Donald Trump to criticise Iran nuclear deal but is not expected to end it
The president faces a Sunday deadline to notify Congress whether Iran is complying with the accord put together by the Obama administration.
President Donald Trump will say on Friday the Iran nuclear deal is no longer in US national security interests, but he will not withdraw from the 2015 international accord or immediately re-impose sanctions against Tehran, according to officials.
Mr Trump’s speech from the White House will outline specific faults he finds in the pact but will also focus on an array of Iran’s troubling non-nuclear activities, four officials and advisers said.
Those include Tehran’s ballistic missile programme, support for Syrian president Bashar Assad, Lebanon’s Hezbollah movement and other groups that destabilise the region, including in Yemen.
Under US law, Mr Trump faces a Sunday deadline to notify Congress whether Iran is complying with the accord that was painstakingly negotiated over 18 months by the Obama administration and determine if it remains a national security priority.
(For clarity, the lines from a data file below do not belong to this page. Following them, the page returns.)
use std::{cmp::Ordering, error, fmt::Display, path::Path};

use anyhow::{Context, Result};
use serde::Deserialize;
use tracing::debug;

#[derive(Debug)]
pub enum Error {
    InvalidPacketText(String, serde_json::Error),
    InvalidPairSize(usize),
}

impl Display for Error {
    fn fmt(&self, f: &mut std::fmt::Formatter<'_>) -> std::fmt::Result {
        match self {
            Error::InvalidPacketText(s, e) => {
                write!(f, "Invalid text({}) for packet, {}.", s, e)
            }
            Error::InvalidPairSize(n) => {
                write!(f, "Expect 2 packets in one pair, given {}.", n)
            }
        }
    }
}

impl error::Error for Error {}

/// Nested list of integers, read as JSON.
#[derive(Debug, Clone, Deserialize)]
#[serde(untagged)]
pub enum Packet {
    Int(u32),
    List(Vec<Packet>),
}

impl Packet {
    fn divider(n: u32) -> Self {
        Packet::List(vec![Packet::List(vec![Packet::Int(n)])])
    }
}

impl TryFrom<&str> for Packet {
    type Error = Error;

    fn try_from(value: &str) -> std::result::Result<Self, Self::Error> {
        serde_json::from_str(value.trim())
            .map_err(|e| Error::InvalidPacketText(value.to_string(), e))
    }
}

impl Display for Packet {
    fn fmt(&self, f: &mut std::fmt::Formatter<'_>) -> std::fmt::Result {
        match self {
            Packet::Int(n) => write!(f, "{}", n),
            Packet::List(items) => {
                write!(f, "[")?;
                for (ind, item) in items.iter().enumerate() {
                    if ind > 0 {
                        write!(f, ",")?;
                    }
                    write!(f, "{}", item)?;
                }
                write!(f, "]")
            }
        }
    }
}

impl Ord for Packet {
    /// Integers compare by value and lists element-wise, then by length.
    /// An integer compared with a list is treated as a one-element list.
    fn cmp(&self, other: &Self) -> Ordering {
        match (self, other) {
            (Packet::Int(a), Packet::Int(b)) => a.cmp(b),
            (Packet::List(a), Packet::List(b)) => a.cmp(b),
            (Packet::Int(a), Packet::List(b)) => [Packet::Int(*a)].as_slice().cmp(b.as_slice()),
            (Packet::List(a), Packet::Int(b)) => a.as_slice().cmp([Packet::Int(*b)].as_slice()),
        }
    }
}

impl PartialEq for Packet {
    fn eq(&self, other: &Self) -> bool {
        self.cmp(other) == Ordering::Equal
    }
}

impl Eq for Packet {}

impl PartialOrd for Packet {
    fn partial_cmp(&self, other: &Self) -> Option<Ordering> {
        Some(self.cmp(other))
    }
}

pub fn read_pairs<P: AsRef<Path>>(path: P) -> Result<Vec<(Packet, Packet)>> {
    toolkit::input::read_records(&path)?
        .iter()
        .enumerate()
        .map(|(ind, record)| {
            let read_pair = || -> std::result::Result<(Packet, Packet), Error> {
                match record.as_slice() {
                    [left, right] => Ok((
                        Packet::try_from(left.as_str())?,
                        Packet::try_from(right.as_str())?,
                    )),
                    _ => Err(Error::InvalidPairSize(record.len())),
                }
            };
            read_pair().with_context(|| {
                format!(
                    "Failed to read pair {} from given file({}).",
                    ind + 1,
                    path.as_ref().display()
                )
            })
        })
        .collect()
}

pub fn part_one(input_path: &Path) -> Result<usize> {
    Ok(read_pairs(input_path)?
        .iter()
        .enumerate()
        .filter(|(_, (left, right))| left < right)
        .map(|(ind, _)| ind + 1)
        .sum())
}

/// 1-based positions the dividers would take if added to `packets` and sorted.
///
/// A divider lands before any packet comparing equal to it.
pub fn divider_positions(packets: &[Packet], dividers: &[Packet]) -> Vec<usize> {
    dividers
        .iter()
        .map(|divider| {
            let smaller_packet_n = packets.iter().filter(|p| *p < divider).count();
            let smaller_divider_n = dividers.iter().filter(|d| *d < divider).count();
            smaller_packet_n + smaller_divider_n + 1
        })
        .collect()
}

pub fn part_two(input_path: &Path) -> Result<usize> {
    let packets = read_pairs(input_path)?
        .into_iter()
        .flat_map(|(left, right)| [left, right])
        .collect::<Vec<_>>();
    let positions = divider_positions(&packets, &[Packet::divider(2), Packet::divider(6)]);
    debug!("Divider positions: {:?}", positions);

    Ok(positions.into_iter().product())
}

#[cfg(test)]
mod tests {
    use super::*;

    fn packet(text: &str) -> Packet {
        Packet::try_from(text).unwrap()
    }

    #[test]
    fn mixed_comparisons_wrap_integers() {
        assert!(packet("[[1],[2,3,4]]") < packet("[[1],4]"));
        assert!(packet("[9]") > packet("[[8,7,6]]"));
        assert_eq!(packet("[[2]]").cmp(&packet("[2]")), Ordering::Equal);
    }

    #[test]
    fn shorter_list_runs_out_first() {
        assert!(packet("[]") < packet("[3]"));
        assert!(packet("[[[]]]") > packet("[[]]"));
        assert!(packet("[7,7,7,7]") > packet("[7,7,7]"));
    }

    #[test]
    fn packets_print_back_as_read() {
        let text = "[1,[2,[3,[4,[5,6,7]]]],8,9]";
        assert_eq!(packet(text).to_string(), text);
        assert!(Packet::try_from("[1,").is_err());
        assert!(Packet::try_from("[-1]").is_err());
    }

    #[test]
    fn dividers_go_before_equal_packets() {
        let packets = [packet("[2]"), packet("[1]"), packet("[[7]]")];
        let dividers = [Packet::divider(2), Packet::divider(6)];
        assert_eq!(divider_positions(&packets, &dividers), vec![2, 4]);
    }
}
Although Mr Trump will allow that Iran is living up to the letter of the agreement, he will make the case that the deal is fatally flawed and that its non-nuclear behaviour violates the spirit of the regional stability it was intended to encourage, the officials said.
The officials said Mr Trump will not call for a re-imposition of nuclear sanctions on Tehran.
He will instead urge politicians to codify tough new requirements for Tehran to continue to benefit from the sanctions relief that it won in exchange for curbing its atomic programme.
And he will announce his long-anticipated intent to impose sanctions on portions of Iran’s Revolutionary Guard Corps by designating them a terrorist organisation under an existing executive order, according to the officials and advisers.
In addition, Mr Trump will ask Congress to amend or replace outright the legislation that currently requires him to certify Iranian compliance every 90 days.
Officials have said that Mr Trump hates the requirement more than the nuclear deal itself because it forces him to take a position every three months on what he has denounced as the worst deal in American history.
That frequency has also irritated aides who have complained that they are spending inordinate amounts of time on certification at the expense of other issues.
At the White House, Mr Trump’s chief of staff, John Kelly, confirmed the president would announce the results of his Iran policy review on Friday but declined to offer any detail.
Secretary of State Rex Tillerson was calling foreign minister colleagues from the other parties to the deal to brief them on what to expect, the State Department said.
But in a preview of Mr Trump’s announcement, CIA director Mike Pompeo blasted Iran during a speech at the University of Texas, calling Iran’s Ministry of Intelligence and Revolutionary Guard “cudgels of a despotic theocracy”.